Thinking out loud here, because I just had an interesting idea for another way to approach writing the representer that might be vastly more powerful than the current way. Perhaps through writing this or receiving comments from any of you, it can be determined whether it could work.
The problem is that although my current macroexpansion based normalization strategy seems to work, it still leaves way too much variation between normalized solutions to be very useful for separating them into approaches, which is indeed the entire point of a representer. For example, when I excitedly ran it against 500 solutions for armstrong-numbers
, it still resulted in something like 470 unique representations!
The only obvious way to improve upon this implementation would be to perform additional massaging of the resulting data, such as collapsing redundant do
blocks and such. But this feels too much like painstakingly “chipping away” at the code for only minor incremental improvements. So I’ve been brainstorming whether there could be a better way.
Ever since we first started talking about these darn things called representers, a little voice in the back of my head has been whispering,
“Logic programming”.
That sounds kind of cool I guess, but what exactly made me think of that? For one thing, I’ve seen a couple of presentations about logic programming (I think by Wiiliam Byrd, Nada Amin, and Bodhil Stokke) where they performed absolutely wonderous things including writing code backwards, i.e. giving the compiler a set of inputs and desired return value and watching the program quite magically return the function.
I also happen to know of a library called kibit. From the readme:
kibit
is a static code analyzer . . . [which] uses core.logic
to search for patterns of code that could be rewritten with a more idiomatic function or macro.
This sounds like it could actually be quite useful just on its own, as part of the analyzer perhaps. But I’m thinking much more could probably be learned by studying it to see exactly how core.logic is used to this effect.

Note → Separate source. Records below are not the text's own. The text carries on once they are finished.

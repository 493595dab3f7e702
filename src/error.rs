use thiserror::Error;

/// Errors raised while loading host configuration.
///
/// The interaction path never produces these; only config loading does, and
/// callers fall back to defaults after logging.
#[derive(Debug, Error)]
pub enum ConfigError {
    #[error("invalid aspect ratio `{raw}`, expected `width / height`")]
    AspectRatio { raw: String },
    #[error("invalid carousel config json: {0}")]
    Json(#[from] serde_json::Error),
}
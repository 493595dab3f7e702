use super::carousel::ImageCarousel;
use crate::model::{CarouselConfig, demo_items};
use yew::prelude::*;

/// Reads the host config from `<div id="carousel-config" data-config='{...}'>`, if present.
fn load_config() -> CarouselConfig {
    let raw = web_sys::window()
        .and_then(|w| w.document())
        .and_then(|d| d.get_element_by_id("carousel-config"))
        .and_then(|el| el.get_attribute("data-config"));
    match raw {
        Some(raw) => CarouselConfig::from_json(&raw).unwrap_or_else(|e| {
            log::warn!("{e}; using default carousel config");
            CarouselConfig::default()
        }),
        None => CarouselConfig {
            dot_pagination: true,
            arrows: true,
            index_counter: true,
            tap_to_zoom: true,
            ..Default::default()
        },
    }
}

#[function_component(App)]
pub fn app() -> Html {
    let items = use_memo((), |_| demo_items());
    let config = use_memo((), |_| load_config());

    html! {
        <div id="root" style="max-width:480px; margin:0 auto; padding-bottom:60px;">
            <ImageCarousel items={items.clone()} config={(*config).clone()} />
        </div>
    }
}
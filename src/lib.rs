//! Infinite-loop image carousel with a full-screen pinch/double-tap/pan zoom viewer.
//!
//! The `state` module holds the platform-independent controllers; `components`
//! renders them with yew.

pub mod components;
pub mod error;
pub mod model;
pub mod state;
pub mod util;

pub use error::ConfigError;
pub use model::{AspectRatio, CarouselConfig, Item};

But that’s not even the idea that I want to try first… this one was inspired by re-find by Michiel Borkent (the legendary borkdude), which is powered by clojure.spec. It allows you to find functions via reverse-lookup, by providing the desired arguments and return spec.
clojure.spec
is a data specification library that serves as Clojure’s answer to not having type annotations, and is powered by generative testing using test.check (which is a port of QuickCheck for Haskell).
I’m thinking that spec could be used to determine whether a given function in a solution conforms to that of one in another solution.
But how do we do that without specifying the first one?
There’s another library (enough libraries for you?) called spec-provider that does just that, it infers Clojure specs from sample data. Inspired by F#'s type providers, it has experimental support for inferring the spec of functions.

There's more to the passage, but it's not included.